The bars of a prison

by AnneWareham on June 20, 2013

What are Gardens For? on Veddw blog

There’s a convention in the cultural world that people shouldn’t respond to criticism of their work. That no doubt had its merits once, but the world is livening up and dialogue is increasing everywhere as a result of the web. For the garden world this should, at long last, mean that issues can get thoroughly aired and thought through.

If we are going to have that dialogue though, we need to begin to consider what is helpful and constructive and what is not. Name calling is not. It may have relieved Noel’s feelings to say of Robin Lane-Fox “He is one of a kind – the ‘crusty old fart’ who we do particularly well in Britain, annoying but in the end, rather lovable” but it doesn’t actually refute or address his criticisms of Noel’s book. (See  Noel Kingsbury’s response to Robin Lane Fox.)

Rory Stuart recently wrote a detailed appraisal of Veddw in his new book “What are Gardens For?‘ I feel complimented that Rory has thought so carefully about Veddw, and considered it a serious enough garden to write about at length. And, taking him seriously,  I want to respond. His comments are thoughtful and perceptive, and it was a great relief to find that I share most of them. So here goes, over several posts, – and – who knows? Rory may even respond and have the dialogue I’d like.

Crescent Border, Veddw, copyright Charles Hawes

The Crescent Border fronted by alchemilla bed.

Rory mentions the imprisoning effect of the Crescent Border: “The enclosure is achieved by plants of the same height, and their small leaves, too, are all a similar size, which creates a sense of claustrophobic repetition. Such strong verticals can too easily suggest the bars of a prison”

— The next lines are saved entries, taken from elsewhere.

//! Static text label

use super::{draw_frame, Style, StyleOverrides, TextLayout, Toolkit, Widget, WidgetKind};
use crate::error::GuiError;
use crate::input_system::InputEvent;
use crate::render::{FontBook, Surface};
use sdl2::rect::{Point, Rect};

/// Text centered in a fixed rectangle, with optional border
pub struct Label {
    rect: Rect,
    style: Style,
    layout: TextLayout,
    text_position: Point,
}

impl Label {
    pub fn new(toolkit: Toolkit, rect: Rect, text: &str, overrides: &StyleOverrides) -> Result<Self, GuiError> {
        let style = toolkit.styles.resolve(WidgetKind::Label, overrides);
        let layout = TextLayout::measure(toolkit.fonts, style.font, text)?;
        let text_position = layout.centered_in(rect);

        Ok(Label {
            rect,
            style,
            layout,
            text_position,
        })
    }

    #[cfg(test)]
    pub fn text(&self) -> &str {
        &self.layout.text
    }

    /// Replace the text and re-center it
    pub fn set_text(&mut self, fonts: &dyn FontBook, text: &str) -> Result<(), GuiError> {
        self.layout = TextLayout::measure(fonts, self.style.font, text)?;
        self.text_position = self.layout.centered_in(self.rect);
        Ok(())
    }

    #[cfg(test)]
    pub fn rect(&self) -> Rect {
        self.rect
    }

    #[cfg(test)]
    pub fn style(&self) -> &Style {
        &self.style
    }

    #[cfg(test)]
    pub fn text_position(&self) -> Point {
        self.text_position
    }
}

impl Widget for Label {
    fn update(&mut self, _event: &InputEvent, _fonts: &dyn FontBook) -> Result<(), GuiError> {
        Ok(())
    }

    fn render(&self, surface: &mut dyn Surface) -> Result<(), GuiError> {
        draw_frame(surface, self.rect, &self.style, self.style.background)?;
        surface.draw_text(
            self.style.font,
            &self.layout.text,
            self.style.foreground,
            self.text_position,
            None,
        )
    }
}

One person’s claustrophobia is perhaps another’s sense of safe confinement. Someone else once complained of our high hedges for a similar reason, suggesting we cut them so that you could see out of the gardens that they confine. Some people love open plan, and knock down walls and remove doors in their houses to create as open an effect as they can – the familiar ‘Grand Designs’ style. These are also the people, perhaps, who dislike ‘garden rooms’.

In contrast I even have my reasonably modest bedroom divided into two with a large bookcase. I always divide my spaces and feel comforted by being surrounded and enclosed. This seems to me to perhaps be one of those preferences you are stuck with, and my relentless pursuit of Charles to get him to close the sitting room doors demonstrates this. At least he doesn’t demand we remove the doors. (the house would just become a long corridor if we did).

Grasses Parterre and hedges Veddw copyright Anne Wareham s

Tall hedges shutting in the gardens

So I think I like the enclosing effect of the  Crescent Border and even of its tall plants, backed by taller yew hedges. But I understand how intimidating the border could be – exaggerated by the fact that it is also above a three foot wall.

Most of all though – Rory is so right about the choice of plants.

Buzzard cut out in Crescent Border, Veddw, copyright Charles Hawes

A buzzard trying to break up the small leaf effect.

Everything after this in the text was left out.